Regardless of the definition used for differentials apply the following calculation rules. Below we denote the independent variable, dependent variable and functions, and an arbitrary real constant. The derivation of after being written. Then the following calculation rules arising from the relationship

And the derivation rules.

Constant and constant factor

  • And
  • In particular, for the Independent Leibniz chooses the unit by setting:

Addition and subtraction

  • And

Multiplication

Division

Chain rule

  • Is dependent on and, therefore, and then applies

Examples

  • Applies or for and. It follows
  • For and and, so

Notations

Notations of the derivation

Or

(read: stick by)

(read: Two stick by)

Or

Or

Or

Extension and variants

Rather than see the following symbols denote the differentials:

  • With ( derived from the Greek Delta, speaking, del ) is called a partial differential. The sign is a "round" fracture -d similar.
  • With ( the Greek small delta ) is a virtual displacement, the variation of the position vector is called. So is related to the partial differential of the individual spatial dimensions of the position vector.

Total differential

A mixed form of various differentials and a sum instead of an integral character has the total differential or total differential:

The partial differentials are obtained by setting to be viewed equal to one, all the others equal to zero. If, for example, n = 2, then, after the partial differential by setting and. Whether can amalgamate the partial differentials of a total, always requires a separate clarification.
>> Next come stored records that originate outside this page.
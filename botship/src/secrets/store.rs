//! Secret store backed by the remote `.secrets.env.encrypted` file
//!
//! The whole file is rewritten atomically (mode 0600) on every change, under
//! the remote lock. Plaintext only exists in memory.

use std::sync::Arc;

use secrecy::{ExposeSecret, SecretString};
use tracing::{debug, info, warn};

use crate::errors::{DeployError, DeployResult};
use crate::remote::lock::RemoteLock;
use crate::remote::RemoteChannel;
use crate::secrets::cipher::SecretCipher;
use crate::secrets::format::{self, Entries};
use crate::storage::layout::RemoteLayout;

pub const SECRET_FILE_MODE: u32 = 0o600;

/// Placeholder shown instead of a value by `list_secrets`
pub const MASK: &str = "********";

pub struct SecretStore {
    channel: Arc<dyn RemoteChannel>,
    layout: RemoteLayout,
    cipher: Option<SecretCipher>,
    lock: Arc<RemoteLock>,
    bot_name: String,
}

impl SecretStore {
    /// `cipher` is `None` when no encryption key is configured; reads of an
    /// empty store still work in that case.
    pub fn new(
        channel: Arc<dyn RemoteChannel>,
        layout: RemoteLayout,
        cipher: Option<SecretCipher>,
        lock: Arc<RemoteLock>,
        bot_name: impl Into<String>,
    ) -> Self {
        Self {
            channel,
            layout,
            cipher,
            lock,
            bot_name: bot_name.into(),
        }
    }

    pub fn generate_key() -> SecretString {
        SecretCipher::generate_key()
    }

    fn cipher(&self) -> DeployResult<&SecretCipher> {
        self.cipher.as_ref().ok_or_else(|| {
            DeployError::Validation(
                "No encryption key configured (set secrets.encryption_key or BOTSHIP_ENCRYPTION_KEY)"
                    .to_string(),
            )
        })
    }

    /// Current entries, still encrypted
    async fn read_entries(&self) -> DeployResult<Entries> {
        let content = self.channel.read_file(&self.layout.secrets_file()).await?;
        Ok(content
            .map(|c| format::parse_secret_file(&c))
            .unwrap_or_default())
    }

    async fn write_entries(&self, entries: &Entries) -> DeployResult<()> {
        let content = format::render_secret_file(&self.bot_name, entries);
        self.channel
            .write_file(content.as_bytes(), &self.layout.secrets_file(), SECRET_FILE_MODE)
            .await
    }

    /// Encrypt and store one secret, replacing any previous value
    pub async fn set_secret(&self, name: &str, value: &SecretString) -> DeployResult<()> {
        format::validate_name(name)?;
        let token = self.cipher()?.encrypt(value.expose_secret());

        self.lock
            .run(async {
                let mut entries = self.read_entries().await?;
                entries.upsert(name, token);
                self.write_entries(&entries).await
            })
            .await?;
        info!("Secret {} stored", name);
        Ok(())
    }

    /// Decrypt one secret. `None` if it is absent or cannot be decrypted.
    pub async fn get_secret(&self, name: &str) -> DeployResult<Option<SecretString>> {
        let entries = self.read_entries().await?;
        let Some(token) = entries.get(name) else {
            debug!("Secret {} not found", name);
            return Ok(None);
        };

        match self.cipher()?.decrypt(token) {
            Ok(value) => Ok(Some(value)),
            Err(e) => {
                warn!("Failed to decrypt secret {}: {}", name, e);
                Ok(None)
            }
        }
    }

    /// Secret names paired with a mask, or with the raw token if `reveal`
    pub async fn list_secrets(&self, reveal: bool) -> DeployResult<Vec<(String, String)>> {
        let entries = self.read_entries().await?;
        Ok(entries
            .iter()
            .map(|(name, token)| {
                let shown = if reveal { token } else { MASK };
                (name.to_string(), shown.to_string())
            })
            .collect())
    }

    /// `false` if no secret with that name exists
    pub async fn remove_secret(&self, name: &str) -> DeployResult<bool> {
        let removed = self
            .lock
            .run(async {
                let mut entries = self.read_entries().await?;
                if !entries.remove(name) {
                    return Ok(false);
                }
                self.write_entries(&entries).await?;
                Ok(true)
            })
            .await?;

        if removed {
            info!("Secret {} removed", name);
        } else {
            warn!("Secret {} not found", name);
        }
        Ok(removed)
    }

    /// Decrypt every secret. Entries that fail to decrypt are skipped.
    pub async fn load_all_decrypted(&self) -> DeployResult<Vec<(String, SecretString)>> {
        let entries = self.read_entries().await?;
        if entries.is_empty() {
            return Ok(Vec::new());
        }

        let Some(cipher) = self.cipher.as_ref() else {
            warn!(
                "{} secret(s) stored but no encryption key configured; skipping them",
                entries.len()
            );
            return Ok(Vec::new());
        };

        let mut secrets = Vec::with_capacity(entries.len());
        for (name, token) in entries.iter() {
            match cipher.decrypt(token) {
                Ok(value) => secrets.push((name.to_string(), value)),
                Err(e) => warn!("Skipping secret {}: {}", name, e),
            }
        }
        Ok(secrets)
    }

    /// Encrypt every variable of a dotenv file in one rewrite. Returns the
    /// number of secrets written.
    pub async fn import_env(&self, dotenv: &str) -> DeployResult<usize> {
        let parsed = format::parse_dotenv(dotenv);
        if parsed.is_empty() {
            return Ok(0);
        }
        let cipher = self.cipher()?;
        let tokens: Vec<(String, String)> = parsed
            .iter()
            .map(|(name, value)| (name.to_string(), cipher.encrypt(value)))
            .collect();

        self.lock
            .run(async {
                let mut entries = self.read_entries().await?;
                for (name, token) in &tokens {
                    entries.upsert(name.as_str(), token.as_str());
                }
                self.write_entries(&entries).await
            })
            .await?;
        info!("Imported {} secret(s)", tokens.len());
        Ok(tokens.len())
    }
}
Virtual displacement variation derivation

The spatial coordinates of the physical system are Mathematically speaking at a virtual displacement at a fixed time t varies. The variation of the position vector, ie, the virtual displacement of the relevant system point

The symbol is therefore used for the variation of dissipation.
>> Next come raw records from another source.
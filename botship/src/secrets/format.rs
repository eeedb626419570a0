//! Text formats for secret and environment files
//!
//! The encrypted secret file is a comment header followed by one
//! `NAME=<token>` line per secret. Names cannot contain `=`, so a line is
//! split at its first `=` and the token keeps any base64 padding.

use crate::errors::{DeployError, DeployResult};

/// Ordered name/value pairs with unique names
#[derive(Debug, Clone, Default, PartialEq, Eq)]
pub struct Entries {
    items: Vec<(String, String)>,
}

impl Entries {
    pub fn new() -> Self {
        Self::default()
    }

    pub fn len(&self) -> usize {
        self.items.len()
    }

    pub fn is_empty(&self) -> bool {
        self.items.is_empty()
    }

    pub fn get(&self, name: &str) -> Option<&str> {
        self.items
            .iter()
            .find(|(n, _)| n == name)
            .map(|(_, v)| v.as_str())
    }

    /// Replace the value of `name`, or append it
    pub fn upsert(&mut self, name: impl Into<String>, value: impl Into<String>) {
        let name = name.into();
        let value = value.into();
        match self.items.iter_mut().find(|(n, _)| *n == name) {
            Some(entry) => entry.1 = value,
            None => self.items.push((name, value)),
        }
    }

    /// `false` if `name` was not present
    pub fn remove(&mut self, name: &str) -> bool {
        let before = self.items.len();
        self.items.retain(|(n, _)| n != name);
        self.items.len() != before
    }

    pub fn iter(&self) -> impl Iterator<Item = (&str, &str)> {
        self.items.iter().map(|(n, v)| (n.as_str(), v.as_str()))
    }
}

impl FromIterator<(String, String)> for Entries {
    fn from_iter<I: IntoIterator<Item = (String, String)>>(iter: I) -> Self {
        let mut entries = Entries::new();
        for (name, value) in iter {
            entries.upsert(name, value);
        }
        entries
    }
}

/// Secret and environment variable names: `[A-Za-z_][A-Za-z0-9_]*`
pub fn is_valid_name(name: &str) -> bool {
    let mut chars = name.chars();
    match chars.next() {
        Some(c) if c.is_ascii_alphabetic() || c == '_' => {}
        _ => return false,
    }
    chars.all(|c| c.is_ascii_alphanumeric() || c == '_')
}

pub fn validate_name(name: &str) -> DeployResult<()> {
    if is_valid_name(name) {
        Ok(())
    } else {
        Err(DeployError::Validation(format!(
            "Invalid secret name '{}': use letters, digits and underscores, not starting with a digit",
            name
        )))
    }
}

/// Parse the encrypted secret file. Values are left encrypted.
pub fn parse_secret_file(content: &str) -> Entries {
    content
        .lines()
        .map(str::trim)
        .filter(|l| !l.is_empty() && !l.starts_with('#'))
        .filter_map(|l| l.split_once('='))
        .map(|(name, token)| (name.trim().to_string(), token.trim().to_string()))
        .filter(|(name, token)| is_valid_name(name) && !token.is_empty())
        .collect()
}

pub fn render_secret_file(bot_name: &str, entries: &Entries) -> String {
    let mut out = format!(
        "# Encrypted secrets for {}\n# Managed by botship; values are Fernet tokens. Do not edit.\n",
        bot_name
    );
    for (name, token) in entries.iter() {
        out.push_str(name);
        out.push('=');
        out.push_str(token);
        out.push('\n');
    }
    out
}

/// Parse a dotenv file: `KEY=VALUE` lines, optional `export ` prefix,
/// optional single or double quotes. Lines with invalid names are skipped.
pub fn parse_dotenv(content: &str) -> Entries {
    let mut entries = Entries::new();
    for line in content.lines() {
        let line = line.trim();
        if line.is_empty() || line.starts_with('#') {
            continue;
        }
        let line = line.strip_prefix("export ").unwrap_or(line);
        let Some((name, value)) = line.split_once('=') else {
            continue;
        };
        let name = name.trim();
        if !is_valid_name(name) {
            continue;
        }
        entries.upsert(name, unquote(value.trim()));
    }
    entries
}

fn unquote(value: &str) -> String {
    if value.len() >= 2 && value.starts_with('\'') && value.ends_with('\'') {
        return value[1..value.len() - 1].to_string();
    }
    if value.len() >= 2 && value.starts_with('"') && value.ends_with('"') {
        let inner = &value[1..value.len() - 1];
        let mut out = String::with_capacity(inner.len());
        let mut chars = inner.chars();
        while let Some(c) = chars.next() {
            if c != '\\' {
                out.push(c);
                continue;
            }
            match chars.next() {
                Some('n') => out.push('\n'),
                Some(other) => out.push(other),
                None => out.push('\\'),
            }
        }
        return out;
    }
    // Unquoted values end at an inline comment
    match value.find(" #") {
        Some(idx) => value[..idx].trim_end().to_string(),
        None => value.to_string(),
    }
}

/// Render a runtime environment file with every value double-quoted
pub fn render_env<'a>(entries: impl IntoIterator<Item = (&'a str, &'a str)>) -> String {
    let mut out = String::new();
    for (name, value) in entries {
        let escaped = value
            .replace('\\', "\\\\")
            .replace('"', "\\\"")
            .replace('\n', "\\n");
        out.push_str(&format!("{}=\"{}\"\n", name, escaped));
    }
    out
}
//! Deployment module

pub mod compose;
pub mod docker;
pub mod executor;
pub mod git;
pub mod process;
pub mod state;
pub mod systemd;
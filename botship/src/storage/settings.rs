//! Settings file management

use std::fmt;

use secrecy::SecretString;
use serde::{Deserialize, Serialize};

use crate::errors::DeployError;
use crate::filesys::file::File;
use crate::logs::LogLevel;

/// Environment variable that overrides `secrets.encryption_key`
pub const ENCRYPTION_KEY_ENV: &str = "BOTSHIP_ENCRYPTION_KEY";

/// Deployment settings, read from `botship.json`
#[derive(Debug, Clone, Default, Serialize, Deserialize)]
pub struct Settings {
    #[serde(default)]
    pub log_level: LogLevel,

    #[serde(default)]
    pub vps: VpsSettings,

    #[serde(default)]
    pub bot: BotSettings,

    #[serde(default)]
    pub secrets: SecretsSettings,

    #[serde(default)]
    pub backup: BackupSettings,

    #[serde(default)]
    pub deployment: DeploymentSettings,
}

impl Settings {
    /// Load settings from a JSON file and apply environment overrides
    pub async fn load(file: &File) -> Result<Self, DeployError> {
        if !file.exists().await {
            return Err(DeployError::Validation(format!(
                "Config file not found: {}",
                file.path().display()
            )));
        }
        let mut settings: Settings = file.read_json().await?;
        if let Ok(key) = std::env::var(ENCRYPTION_KEY_ENV) {
            if !key.is_empty() {
                settings.secrets.encryption_key = Some(key);
            }
        }
        Ok(settings)
    }

    /// Check that the settings every command needs are present
    pub fn validate(&self) -> Result<(), DeployError> {
        let required = [
            ("vps.host", self.vps.host.as_str()),
            ("vps.user", self.vps.user.as_str()),
            ("bot.name", self.bot.name.as_str()),
        ];
        let missing: Vec<&str> = required
            .iter()
            .filter(|(_, value)| value.trim().is_empty())
            .map(|(key, _)| *key)
            .collect();
        if !missing.is_empty() {
            return Err(DeployError::Validation(format!(
                "Missing required configuration: {}",
                missing.join(", ")
            )));
        }
        if self.bot.name.contains(|c: char| c.is_whitespace() || c == '/') {
            return Err(DeployError::Validation(format!(
                "bot.name must not contain whitespace or '/': {:?}",
                self.bot.name
            )));
        }
        Ok(())
    }

    /// Resolve a dotted path such as `backup.retention_days`
    pub fn lookup(&self, dotted: &str) -> Option<serde_json::Value> {
        let root = serde_json::to_value(self).ok()?;
        dotted
            .split('.')
            .try_fold(root, |node, key| node.get(key).cloned())
            .filter(|v| !v.is_null())
    }

    /// The configured encryption key, if any
    pub fn encryption_key(&self) -> Option<SecretString> {
        self.secrets
            .encryption_key
            .as_deref()
            .filter(|k| !k.is_empty())
            .map(SecretString::from)
    }

    /// Remote deployment root
    pub fn remote_dir(&self) -> String {
        if let Some(dir) = self.deployment.remote_dir.as_deref().filter(|d| !d.is_empty()) {
            return dir.trim_end_matches('/').to_string();
        }
        if self.vps.user == "root" {
            format!("/root/{}", self.bot.name)
        } else {
            format!("/home/{}/{}", self.vps.user, self.bot.name)
        }
    }
}

/// Remote host settings
#[derive(Debug, Clone, Serialize, Deserialize)]
pub struct VpsSettings {
    #[serde(default)]
    pub host: String,

    #[serde(default = "default_user")]
    pub user: String,

    /// Path to the private key passed to ssh with `-i`
    #[serde(default)]
    pub ssh_key: Option<String>,

    #[serde(default = "default_ssh_port")]
    pub port: u16,
}

fn default_user() -> String {
    "root".to_string()
}

fn default_ssh_port() -> u16 {
    22
}

impl Default for VpsSettings {
    fn default() -> Self {
        Self {
            host: String::new(),
            user: default_user(),
            ssh_key: None,
            port: default_ssh_port(),
        }
    }
}

#[derive(Debug, Clone, Default, Serialize, Deserialize)]
pub struct BotSettings {
    #[serde(default)]
    pub name: String,
}

/// Secret store settings
#[derive(Clone, Default, Serialize, Deserialize)]
pub struct SecretsSettings {
    /// Fernet key, or a passphrase a key is derived from
    #[serde(default, skip_serializing)]
    pub encryption_key: Option<String>,
}

impl fmt::Debug for SecretsSettings {
    fn fmt(&self, f: &mut fmt::Formatter<'_>) -> fmt::Result {
        f.debug_struct("SecretsSettings")
            .field(
                "encryption_key",
                &self.encryption_key.as_ref().map(|_| "[REDACTED]"),
            )
            .finish()
    }
}

/// Backup retention settings
#[derive(Debug, Clone, Serialize, Deserialize)]
pub struct BackupSettings {
    #[serde(default = "default_retention_days")]
    pub retention_days: u32,

    #[serde(default = "default_max_backups")]
    pub max_backups: usize,

    /// Take a backup before every deploy and rollback
    #[serde(default = "default_true")]
    pub auto_backup: bool,
}

fn default_true() -> bool {
    true
}

fn default_retention_days() -> u32 {
    7
}

fn default_max_backups() -> usize {
    10
}

impl Default for BackupSettings {
    fn default() -> Self {
        Self {
            retention_days: default_retention_days(),
            max_backups: default_max_backups(),
            auto_backup: true,
        }
    }
}

/// How the bot process is managed on the remote host
#[derive(Debug, Clone, Copy, Default, PartialEq, Eq, Serialize, Deserialize)]
#[serde(rename_all = "lowercase")]
pub enum DeploymentMethod {
    #[default]
    Docker,
    Systemd,
}

impl fmt::Display for DeploymentMethod {
    fn fmt(&self, f: &mut fmt::Formatter<'_>) -> fmt::Result {
        match self {
            DeploymentMethod::Docker => write!(f, "docker"),
            DeploymentMethod::Systemd => write!(f, "systemd"),
        }
    }
}

#[derive(Debug, Clone, Serialize, Deserialize)]
pub struct DeploymentSettings {
    #[serde(default)]
    pub method: DeploymentMethod,

    #[serde(default)]
    pub remote_dir: Option<String>,

    #[serde(default = "default_max_history")]
    pub max_history: usize,

    #[serde(default = "default_command_timeout")]
    pub command_timeout_secs: u64,

    #[serde(default = "default_lock_timeout")]
    pub lock_timeout_secs: u64,
}

fn default_max_history() -> usize {
    5
}

fn default_command_timeout() -> u64 {
    300
}

fn default_lock_timeout() -> u64 {
    60
}

impl Default for DeploymentSettings {
    fn default() -> Self {
        Self {
            method: DeploymentMethod::default(),
            remote_dir: None,
            max_history: default_max_history(),
            command_timeout_secs: default_command_timeout(),
            lock_timeout_secs: default_lock_timeout(),
        }
    }
}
, The vector is regarded as a function. Likewise, the individual derivatives are determined according to the directions by above sets a equal to one and all others equal to zero.

Vectorial nabla differential operator

The nabla operator is a symbol of operation, which is used in the vector analysis to denote the three differential operators gradient, divergence and rotation. He is denoted by the nabla symbol ( or even to emphasize the formal similarity to conventional vector magnitudes ).

Stochastic Analysis

In the stochastic analysis the differential notation is frequently used as notation for stochastic differential equations; it is then always be understood as shorthand for a corresponding equation of Ito integrals. For example, a stochastic process with respect to a Wiener process Ito - integrable, then by

Given equation for a process in differential form as listed. The above calculation rules for differentials are, however, to modify, in the case of stochastic processes with non-vanishing quadratic variation according to the lemma of Itō.
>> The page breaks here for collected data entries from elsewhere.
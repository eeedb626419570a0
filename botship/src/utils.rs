//! Small helpers shared across modules

use std::time::Duration;

use serde::Serialize;

/// Build metadata printed by `botship --version`
#[derive(Debug, Clone, Serialize)]
pub struct VersionInfo {
    pub name: &'static str,
    pub version: &'static str,
    pub git_hash: &'static str,
    pub build_time: &'static str,
}

pub fn version_info() -> VersionInfo {
    VersionInfo {
        name: env!("CARGO_PKG_NAME"),
        version: env!("CARGO_PKG_VERSION"),
        git_hash: option_env!("BOTSHIP_GIT_HASH").unwrap_or("unknown"),
        build_time: option_env!("BOTSHIP_BUILD_TIME").unwrap_or("unknown"),
    }
}

/// Retry delays for remote lock acquisition
#[derive(Debug, Clone)]
pub struct CooldownOptions {
    pub base_delay: Duration,
    pub max_delay: Duration,
    pub multiplier: f64,
}

impl Default for CooldownOptions {
    fn default() -> Self {
        Self {
            base_delay: Duration::from_millis(250),
            max_delay: Duration::from_secs(5),
            multiplier: 2.0,
        }
    }
}

/// Calculate exponential backoff delay
pub fn calc_exp_backoff(options: &CooldownOptions, attempt: u32) -> Duration {
    let delay_secs = options.base_delay.as_secs_f64() * options.multiplier.powi(attempt as i32);
    let capped_delay = delay_secs.min(options.max_delay.as_secs_f64());
    Duration::from_secs_f64(capped_delay)
}

/// Quote a string for safe interpolation into a POSIX shell command
pub fn shell_quote(value: &str) -> String {
    if !value.is_empty()
        && value
            .chars()
            .all(|c| c.is_ascii_alphanumeric() || "/._-:@%+=,".contains(c))
    {
        return value.to_string();
    }
    format!("'{}'", value.replace('\'', r#"'\''"#))
}
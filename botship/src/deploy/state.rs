//! Pre-deployment state detection
//!
//! Before a deployment proceeds the detector inspects the remote process
//! manager, removes leftovers from earlier incomplete runs, and decides
//! whether the new release may replace what is currently there. Deciding and
//! asking are separate steps: [`StateDetector::assess`] never prompts, and
//! [`StateDetector::check_before_deploy`] routes confirmation through a
//! [`Prompt`].

use std::fmt;

use serde::Serialize;
use tracing::{info, warn};

use crate::deploy::process::ProcessControl;
use crate::errors::DeployResult;
use crate::prompt::Prompt;

/// Health as reported by the process manager
#[derive(Debug, Clone, Copy, PartialEq, Eq, Serialize)]
#[serde(rename_all = "kebab-case")]
pub enum Health {
    Healthy,
    Unhealthy,
    Starting,
    NoHealthcheck,
    NotRunning,
}

impl fmt::Display for Health {
    fn fmt(&self, f: &mut fmt::Formatter<'_>) -> fmt::Result {
        let s = match self {
            Health::Healthy => "healthy",
            Health::Unhealthy => "unhealthy",
            Health::Starting => "starting",
            Health::NoHealthcheck => "no-healthcheck",
            Health::NotRunning => "not-running",
        };
        f.write_str(s)
    }
}

/// Snapshot of the deployed process, computed fresh on every query
#[derive(Debug, Clone, PartialEq, Eq, Serialize)]
pub struct ProcessState {
    pub exists: bool,
    pub running: bool,

    /// Raw status descriptor from the process manager
    pub status: String,
    pub uptime: Option<String>,
    pub health: Health,

    /// Image (docker) or unit name (systemd)
    pub image: Option<String>,
}

impl ProcessState {
    pub fn absent() -> Self {
        Self {
            exists: false,
            running: false,
            status: "not found".to_string(),
            uptime: None,
            health: Health::NotRunning,
            image: None,
        }
    }
}

/// Outcome of the pre-deployment check
#[derive(Debug, Clone, PartialEq, Eq)]
pub enum DeployDecision {
    /// Nothing was deployed under this name
    ProceedClean,

    /// A previous instance was stopped and/or removed
    ProceedAfterStop,

    /// An instance is running; replacing it needs the caller's consent
    NeedsConfirmation { state: ProcessState },

    Abort,
}

impl DeployDecision {
    pub fn proceeds(&self) -> bool {
        matches!(
            self,
            DeployDecision::ProceedClean | DeployDecision::ProceedAfterStop
        )
    }
}

pub struct StateDetector {
    process: ProcessControl,
}

impl StateDetector {
    pub fn new(process: ProcessControl) -> Self {
        Self { process }
    }

    pub async fn get_process_state(&self) -> DeployResult<ProcessState> {
        self.process.query_state().await
    }

    /// Exited or never-started instances whose name contains the bot name
    pub async fn detect_stale_instances(&self) -> DeployResult<Vec<String>> {
        self.process.list_stale().await
    }

    /// Remove every stale instance. Failures are logged and skipped.
    pub async fn cleanup_stale_instances(&self) -> usize {
        let stale = match self.detect_stale_instances().await {
            Ok(stale) => stale,
            Err(e) => {
                warn!("Could not list stale instances: {}", e);
                return 0;
            }
        };

        let mut removed = 0;
        for instance in &stale {
            match self.process.remove_stale(instance).await {
                Ok(()) => removed += 1,
                Err(e) => warn!("Failed to remove stale instance {}: {}", instance, e),
            }
        }
        if removed > 0 {
            info!("Removed {} stale instance(s)", removed);
        }
        removed
    }

    /// Decide whether a deployment may proceed, without prompting.
    ///
    /// Stale instances are cleaned up unconditionally. A dead instance is
    /// removed. A running instance is stopped and removed only when `force`
    /// is set; otherwise the caller gets `NeedsConfirmation`.
    pub async fn assess(&self, force: bool) -> DeployResult<DeployDecision> {
        self.cleanup_stale_instances().await;

        let state = self.get_process_state().await?;
        if !state.exists {
            info!("No existing {} instance found", self.process.instance_name());
            return Ok(DeployDecision::ProceedClean);
        }

        if !state.running {
            info!(
                "Removing stopped {} instance ({})",
                self.process.instance_name(),
                state.status
            );
            self.remove_quietly().await;
            return Ok(DeployDecision::ProceedAfterStop);
        }

        if force {
            info!(
                "Force-stopping running {} instance",
                self.process.instance_name()
            );
            self.remove_quietly().await;
            return Ok(DeployDecision::ProceedAfterStop);
        }

        Ok(DeployDecision::NeedsConfirmation { state })
    }

    /// Apply the caller's answer to a `NeedsConfirmation` decision. Other
    /// decisions pass through unchanged.
    pub async fn resolve(&self, decision: DeployDecision, confirmed: bool) -> DeployDecision {
        match decision {
            DeployDecision::NeedsConfirmation { .. } if confirmed => {
                self.remove_quietly().await;
                DeployDecision::ProceedAfterStop
            }
            DeployDecision::NeedsConfirmation { .. } => DeployDecision::Abort,
            other => other,
        }
    }

    /// Full pre-deployment check; `true` means the deployment may proceed
    pub async fn check_before_deploy(&self, force: bool, prompt: &dyn Prompt) -> DeployResult<bool> {
        let decision = self.assess(force).await?;
        let decision = match &decision {
            DeployDecision::NeedsConfirmation { state } => {
                let question = format!(
                    "{} is running (status: {}, uptime: {}, health: {}). Stop it and deploy?",
                    self.process.instance_name(),
                    state.status,
                    state.uptime.as_deref().unwrap_or("unknown"),
                    state.health
                );
                let confirmed = prompt.confirm(&question);
                self.resolve(decision, confirmed).await
            }
            _ => decision,
        };

        if decision == DeployDecision::Abort {
            info!("Deployment aborted: existing instance left running");
        }
        Ok(decision.proceeds())
    }

    /// Remote failures here are not fatal: the deployment steps that follow
    /// report the underlying problem with more context.
    async fn remove_quietly(&self) {
        if let Err(e) = self.process.remove().await {
            warn!(
                "Failed to remove {} (continuing): {}",
                self.process.instance_name(),
                e
            );
        }
    }
}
Example: Mathematical Physics

As an example, serve an important first step of mathematical (or theoretical ) physics. This works as an integration theory with differentials.

Suppose that the second Newtonian axiom.

The composition does not depend on T, the movement takes place only on the x- axis.

The force is given as a linear force field and is considered as a function of location.

Is extended with dx / dt ( = v), a differential quotient:

We use the product rule on what is multiplied top left with m.

On the left is after this transformation a complete differential!

Then integrating both sides over t. Right is transferred to x ( the distance), as it is dx = (dx / dt) dt:

Links emphasizes the integral of the differential speed square on.

The kinetic energy is left only with different speeds equal to zero, what is the right definition of work:

The negative work A is the potential energy V, the lifting work. The potential occurs in different functional dependence, depending on how the force law reads. In this definition, an additive constant occurs, which shall be added and the total energy. (Eg: lifting at perigee with mgh to 0 meters or 100 meters)

Integrating with respect to time, when F is given as a function of t gives a definition of the pulse and its modification, as well as the Weggleichung kinematically because cancels out the mass.